Wednesday, May 6, 2009

Oh well...


Okay...so I overreacted...sorry... But still I meant what I said: this is your last chance! I totally appreciate all your efforts and now, I can see that you really love me. I am sorry also for the things that I have said and the things I did in the past. I am trying best to change the bad things about me. It's not really hard...just don't push me because I will never hesitate to do what you don't want me to do.

Sorry I don't understand that you have to do other things aside from taking care of me. It's just that when I think about your faults, I know I would never do the same things you did. Sorry because I keep comparing you to other guys. Sorry because I hurt you a million times before. Looking back, I was really childish and I admit that I still am. I hope you understand that I am a very sensitive person and one mistake from you will make me cry for several minutes.

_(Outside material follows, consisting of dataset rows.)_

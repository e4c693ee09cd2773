use axum::{extract::Path, Json};
use contracts::domain::a006_faq::aggregate::{Faq, FaqDto};
use serde_json::json;

use crate::domain::a006_faq;

/// GET /api/faq (published entries only)
pub async fn list_published() -> Result<Json<Vec<Faq>>, axum::http::StatusCode> {
    match a006_faq::service::list_published().await {
        Ok(v) => Ok(Json(v)),
        Err(e) => {
            tracing::error!("Failed to list FAQ: {}", e);
            Err(axum::http::StatusCode::INTERNAL_SERVER_ERROR)
        }
    }
}

/// GET /api/faq/all (admin view, drafts included)
pub async fn list_all() -> Result<Json<Vec<Faq>>, axum::http::StatusCode> {
    match a006_faq::service::list_all().await {
        Ok(v) => Ok(Json(v)),
        Err(_) => Err(axum::http::StatusCode::INTERNAL_SERVER_ERROR),
    }
}

/// GET /api/faq/:id
pub async fn get_by_id(Path(id): Path<String>) -> Result<Json<Faq>, axum::http::StatusCode> {
    let uuid = match uuid::Uuid::parse_str(&id) {
        Ok(uuid) => uuid,
        Err(_) => return Err(axum::http::StatusCode::BAD_REQUEST),
    };
    match a006_faq::service::get_by_id(uuid).await {
        Ok(Some(v)) => Ok(Json(v)),
        Ok(None) => Err(axum::http::StatusCode::NOT_FOUND),
        Err(_) => Err(axum::http::StatusCode::INTERNAL_SERVER_ERROR),
    }
}

/// POST /api/faq
pub async fn upsert(
    Json(dto): Json<FaqDto>,
) -> Result<Json<serde_json::Value>, axum::http::StatusCode> {
    let result = if dto.id.is_some() {
        a006_faq::service::update(dto)
            .await
            .map(|_| uuid::Uuid::nil().to_string())
    } else {
        a006_faq::service::create(dto).await.map(|id| id.to_string())
    };
    match result {
        Ok(id) => Ok(Json(json!({"id": id}))),
        Err(e) => {
            tracing::warn!("FAQ upsert rejected: {}", e);
            Err(axum::http::StatusCode::BAD_REQUEST)
        }
    }
}

/// DELETE /api/faq/:id
pub async fn delete(Path(id): Path<String>) -> Result<(), axum::http::StatusCode> {
    let uuid = match uuid::Uuid::parse_str(&id) {
        Ok(uuid) => uuid,
        Err(_) => return Err(axum::http::StatusCode::BAD_REQUEST),
    };
    match a006_faq::service::delete(uuid).await {
        Ok(true) => Ok(()),
        Ok(false) => Err(axum::http::StatusCode::NOT_FOUND),
        Err(_) => Err(axum::http::StatusCode::INTERNAL_SERVER_ERROR),
    }
}
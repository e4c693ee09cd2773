pub mod auth;
pub mod logs;
pub mod pages;
pub mod users;
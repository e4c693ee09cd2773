use axum::{extract::Json, http::StatusCode};
use contracts::system::auth::{
    LoginRequest, LoginResponse, RefreshRequest, RefreshResponse, UserInfo,
};

use crate::system::auth::extractor::CurrentUser;
use crate::system::{auth::jwt, users::service as user_service};

/// POST /api/system/auth/login
pub async fn login(Json(request): Json<LoginRequest>) -> Result<Json<LoginResponse>, StatusCode> {
    let user = user_service::verify_credentials(&request.username, &request.password)
        .await
        .map_err(|_| StatusCode::INTERNAL_SERVER_ERROR)?
        .ok_or(StatusCode::UNAUTHORIZED)?;

    let access_token = jwt::generate_access_token(&user.id, &user.username, user.is_admin)
        .await
        .map_err(|_| StatusCode::INTERNAL_SERVER_ERROR)?;

    let refresh_token = jwt::generate_refresh_token();

    store_refresh_token(&user.id, &refresh_token)
        .await
        .map_err(|_| StatusCode::INTERNAL_SERVER_ERROR)?;

    crate::system::logs::service::audit(
        "login",
        "user",
        Some(user.id.clone()),
        Some(user.username.clone()),
        format!("{} 로그인", user.username),
    );

    let response = LoginResponse {
        access_token,
        refresh_token,
        user: UserInfo {
            id: user.id,
            username: user.username,
            full_name: user.full_name,
            email: user.email,
            is_admin: user.is_admin,
            company_ref: user.company_ref,
        },
    };

    Ok(Json(response))
}

/// POST /api/system/auth/refresh
pub async fn refresh(
    Json(request): Json<RefreshRequest>,
) -> Result<Json<RefreshResponse>, StatusCode> {
    let user_id = validate_refresh_token(&request.refresh_token)
        .await
        .map_err(|_| StatusCode::UNAUTHORIZED)?;

    let user = user_service::get_by_id(&user_id)
        .await
        .map_err(|_| StatusCode::INTERNAL_SERVER_ERROR)?
        .ok_or(StatusCode::UNAUTHORIZED)?;

    let access_token = jwt::generate_access_token(&user.id, &user.username, user.is_admin)
        .await
        .map_err(|_| StatusCode::INTERNAL_SERVER_ERROR)?;

    Ok(Json(RefreshResponse { access_token }))
}

/// POST /api/system/auth/logout
pub async fn logout(Json(request): Json<RefreshRequest>) -> Result<StatusCode, StatusCode> {
    revoke_refresh_token(&request.refresh_token)
        .await
        .map_err(|_| StatusCode::INTERNAL_SERVER_ERROR)?;

    Ok(StatusCode::OK)
}

/// GET /api/system/auth/me (protected by middleware)
pub async fn current_user(CurrentUser(claims): CurrentUser) -> Result<Json<UserInfo>, StatusCode> {
    let user = user_service::get_by_id(&claims.sub)
        .await
        .map_err(|_| StatusCode::INTERNAL_SERVER_ERROR)?
        .ok_or(StatusCode::NOT_FOUND)?;

    Ok(Json(UserInfo {
        id: user.id,
        username: user.username,
        full_name: user.full_name,
        email: user.email,
        is_admin: user.is_admin,
        company_ref: user.company_ref,
    }))
}

// Refresh tokens are stored hashed; a leaked database does not leak tokens

async fn store_refresh_token(user_id: &str, token: &str) -> anyhow::Result<()> {
    use crate::shared::data::db::get_connection;
    use chrono::Utc;
    use sea_orm::{ConnectionTrait, DatabaseBackend, Statement};

    let token_id = uuid::Uuid::new_v4().to_string();
    let token_hash = hash_token(token);
    let expires_at = jwt::calculate_refresh_token_expiration();
    let created_at = Utc::now().to_rfc3339();

    let conn = get_connection();
    conn.execute(Statement::from_sql_and_values(
        DatabaseBackend::Sqlite,
        "INSERT INTO sys_refresh_tokens (id, user_id, token_hash, expires_at, created_at)
         VALUES (?, ?, ?, ?, ?)",
        [
            token_id.into(),
            user_id.to_string().into(),
            token_hash.into(),
            expires_at.into(),
            created_at.into(),
        ],
    ))
    .await?;

    Ok(())
}

async fn validate_refresh_token(token: &str) -> anyhow::Result<String> {
    use crate::shared::data::db::get_connection;
    use chrono::Utc;
    use sea_orm::{ConnectionTrait, DatabaseBackend, Statement};

    let token_hash = hash_token(token);
    let now = Utc::now().to_rfc3339();

    let conn = get_connection();
    let result = conn
        .query_one(Statement::from_sql_and_values(
            DatabaseBackend::Sqlite,
            "SELECT user_id FROM sys_refresh_tokens
             WHERE token_hash = ? AND expires_at > ? AND revoked_at IS NULL",
            [token_hash.into(), now.into()],
        ))
        .await?;

    match result {
        Some(row) => {
            let user_id: String = row.try_get("", "user_id")?;
            Ok(user_id)
        }
        None => Err(anyhow::anyhow!("Invalid or expired refresh token")),
    }
}

async fn revoke_refresh_token(token: &str) -> anyhow::Result<()> {
    use crate::shared::data::db::get_connection;
    use chrono::Utc;
    use sea_orm::{ConnectionTrait, DatabaseBackend, Statement};

    let token_hash = hash_token(token);
    let revoked_at = Utc::now().to_rfc3339();

    let conn = get_connection();
    conn.execute(Statement::from_sql_and_values(
        DatabaseBackend::Sqlite,
        "UPDATE sys_refresh_tokens SET revoked_at = ? WHERE token_hash = ?",
        [revoked_at.into(), token_hash.into()],
    ))
    .await?;

    Ok(())
}

fn hash_token(token: &str) -> String {
    use sha2::{Digest, Sha256};
    let mut hasher = Sha256::new();
    hasher.update(token.as_bytes());
    format!("{:x}", hasher.finalize())
}
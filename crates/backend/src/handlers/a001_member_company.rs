use axum::{extract::Path, Json};
use contracts::domain::a001_member_company::aggregate::{MemberCompany, MemberCompanyDto};
use serde_json::json;

use crate::domain::a001_member_company;

/// GET /api/member-company
pub async fn list_all() -> Result<Json<Vec<MemberCompany>>, axum::http::StatusCode> {
    match a001_member_company::service::list_all().await {
        Ok(v) => Ok(Json(v)),
        Err(e) => {
            tracing::error!("Failed to list member companies: {}", e);
            Err(axum::http::StatusCode::INTERNAL_SERVER_ERROR)
        }
    }
}

/// GET /api/member-company/:id
pub async fn get_by_id(Path(id): Path<String>) -> Result<Json<MemberCompany>, axum::http::StatusCode> {
    let uuid = match uuid::Uuid::parse_str(&id) {
        Ok(uuid) => uuid,
        Err(_) => return Err(axum::http::StatusCode::BAD_REQUEST),
    };
    match a001_member_company::service::get_by_id(uuid).await {
        Ok(Some(v)) => Ok(Json(v)),
        Ok(None) => Err(axum::http::StatusCode::NOT_FOUND),
        Err(_) => Err(axum::http::StatusCode::INTERNAL_SERVER_ERROR),
    }
}

/// POST /api/member-company
pub async fn upsert(
    Json(dto): Json<MemberCompanyDto>,
) -> Result<Json<serde_json::Value>, axum::http::StatusCode> {
    let result = if dto.id.is_some() {
        a001_member_company::service::update(dto)
            .await
            .map(|_| uuid::Uuid::nil().to_string())
    } else {
        a001_member_company::service::create(dto)
            .await
            .map(|id| id.to_string())
    };
    match result {
        Ok(id) => Ok(Json(json!({"id": id}))),
        Err(e) => {
            tracing::warn!("Member company upsert rejected: {}", e);
            Err(axum::http::StatusCode::BAD_REQUEST)
        }
    }
}

/// DELETE /api/member-company/:id
pub async fn delete(Path(id): Path<String>) -> Result<(), axum::http::StatusCode> {
    let uuid = match uuid::Uuid::parse_str(&id) {
        Ok(uuid) => uuid,
        Err(_) => return Err(axum::http::StatusCode::BAD_REQUEST),
    };
    match a001_member_company::service::delete(uuid).await {
        Ok(true) => Ok(()),
        Ok(false) => Err(axum::http::StatusCode::NOT_FOUND),
        Err(_) => Err(axum::http::StatusCode::INTERNAL_SERVER_ERROR),
    }
}
//! Clipboard helpers.
//!
//! The async Clipboard API is unavailable over plain http on some
//! deployments, so copying falls back to a hidden textarea + execCommand.

use wasm_bindgen::JsCast;
use wasm_bindgen_futures::spawn_local;
use web_sys::{HtmlDocument, HtmlTextAreaElement};

/// Copy text to the system clipboard with a callback on success.
pub fn copy_to_clipboard_with_callback<F>(text: &str, on_success: F)
where
    F: FnOnce() + 'static,
{
    let text = text.to_owned();
    spawn_local(async move {
        if let Some(window) = web_sys::window() {
            let clipboard = window.navigator().clipboard();
            if wasm_bindgen_futures::JsFuture::from(clipboard.write_text(&text))
                .await
                .is_ok()
            {
                on_success();
                return;
            }
            if copy_via_textarea(&text) {
                on_success();
            }
        }
    });
}

fn copy_via_textarea(text: &str) -> bool {
    let document = match web_sys::window().and_then(|w| w.document()) {
        Some(d) => d,
        None => return false,
    };
    let body = match document.body() {
        Some(b) => b,
        None => return false,
    };

    let textarea = match document
        .create_element("textarea")
        .ok()
        .and_then(|e| e.dyn_into::<HtmlTextAreaElement>().ok())
    {
        Some(t) => t,
        None => return false,
    };

    textarea.set_value(text);
    let _ = textarea.style().set_property("position", "fixed");
    let _ = textarea.style().set_property("opacity", "0");

    if body.append_child(&textarea).is_err() {
        return false;
    }
    textarea.select();
    let copied = document
        .dyn_ref::<HtmlDocument>()
        .and_then(|d| d.exec_command("copy").ok())
        .unwrap_or(false);
    let _ = body.remove_child(&textarea);
    copied
}
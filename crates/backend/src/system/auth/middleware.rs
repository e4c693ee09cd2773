use axum::{body::Body, extract::Request, http::StatusCode, middleware::Next, response::Response};

/// Middleware that requires valid JWT authentication
pub async fn require_auth(mut req: Request<Body>, next: Next) -> Result<Response, StatusCode> {
    let claims = claims_from_headers(req.headers().clone()).await?;
    req.extensions_mut().insert(claims);
    Ok(next.run(req).await)
}

/// Middleware that requires admin privileges
pub async fn require_admin(mut req: Request<Body>, next: Next) -> Result<Response, StatusCode> {
    let claims = claims_from_headers(req.headers().clone()).await?;
    if !claims.is_admin {
        return Err(StatusCode::FORBIDDEN);
    }
    req.extensions_mut().insert(claims);
    Ok(next.run(req).await)
}

async fn claims_from_headers(
    headers: axum::http::HeaderMap,
) -> Result<contracts::system::auth::TokenClaims, StatusCode> {
    let auth_header = headers
        .get("Authorization")
        .and_then(|h| h.to_str().ok())
        .ok_or(StatusCode::UNAUTHORIZED)?;

    let token = auth_header
        .strip_prefix("Bearer ")
        .ok_or(StatusCode::UNAUTHORIZED)?;

    super::jwt::validate_token(token)
        .await
        .map_err(|_| StatusCode::UNAUTHORIZED)
}
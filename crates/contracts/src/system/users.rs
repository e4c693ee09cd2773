use serde::{Deserialize, Serialize};

#[derive(Debug, Clone, Serialize, Deserialize)]
pub struct User {
    pub id: String,
    pub username: String,
    pub email: Option<String>,
    pub full_name: Option<String>,
    pub is_active: bool,
    pub is_admin: bool,
    /// Member company the account is bound to (None for staff)
    pub company_ref: Option<String>,
    pub created_at: String,
    pub updated_at: String,
    pub last_login_at: Option<String>,
    pub created_by: Option<String>,
}

#[derive(Debug, Clone, Serialize, Deserialize)]
pub struct CreateUserDto {
    pub username: String,
    pub password: String,
    pub email: Option<String>,
    pub full_name: Option<String>,
    pub is_admin: bool,
    pub company_ref: Option<String>,
}

#[derive(Debug, Clone, Serialize, Deserialize)]
pub struct UpdateUserDto {
    pub id: String,
    pub email: Option<String>,
    pub full_name: Option<String>,
    pub is_active: bool,
    pub is_admin: bool,
    pub company_ref: Option<String>,
}

#[derive(Debug, Clone, Serialize, Deserialize)]
pub struct ChangePasswordDto {
    pub user_id: String,
    pub old_password: Option<String>, // None if admin changing someone else's password
    pub new_password: String,
}
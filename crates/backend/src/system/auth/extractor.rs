use axum::{
    async_trait,
    extract::FromRequestParts,
    http::{request::Parts, StatusCode},
};
use contracts::system::auth::TokenClaims;

/// Extractor for the authenticated user's claims.
/// Usage in handlers: `async fn handler(CurrentUser(claims): CurrentUser)`
pub struct CurrentUser(pub TokenClaims);

#[async_trait]
impl<S> FromRequestParts<S> for CurrentUser
where
    S: Send + Sync,
{
    type Rejection = StatusCode;

    async fn from_request_parts(parts: &mut Parts, _state: &S) -> Result<Self, Self::Rejection> {
        // Claims are inserted into extensions by the auth middleware
        parts
            .extensions
            .get::<TokenClaims>()
            .cloned()
            .map(CurrentUser)
            .ok_or(StatusCode::UNAUTHORIZED)
    }
}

Thank you for the things you have done for me, the risks you have to take and the things you have to give up just so you can be with me. I truly appreciate them all. Thank you, thank you and thank you!

Monday, May 4, 2009

Lies = Deceit = Hate


You are such a coward! I trusted you because I thought you deserved my trust! But I was wrong - SO WRONG! Why should I trust you if you can't even trust me? I can never forgive you for what you did. All this time I thought you were telling the truth. You thought that I would be mad if you would tell the truth...so what the hell do you think I'm feeling right now? You're so stupid! You don't know me! You cannot hide a single secret from me!

This is your fucking last chance! The next time I find out that you lied to me I will really break up with you! I have given you another chance because we've been together for a long time but this is really the last! Like I said, you don't know me. If you think I have changed, well think again! I will never let you get away with this without my revenge. I'll play the retaliation game with you. In the first place, you knew that you're not the one I liked. This time, I will not listen to anything that you tell me. I don't care if you'll get mad as long as I am being myself.

Three words, Geffy Fulay: I HATE YOU!!!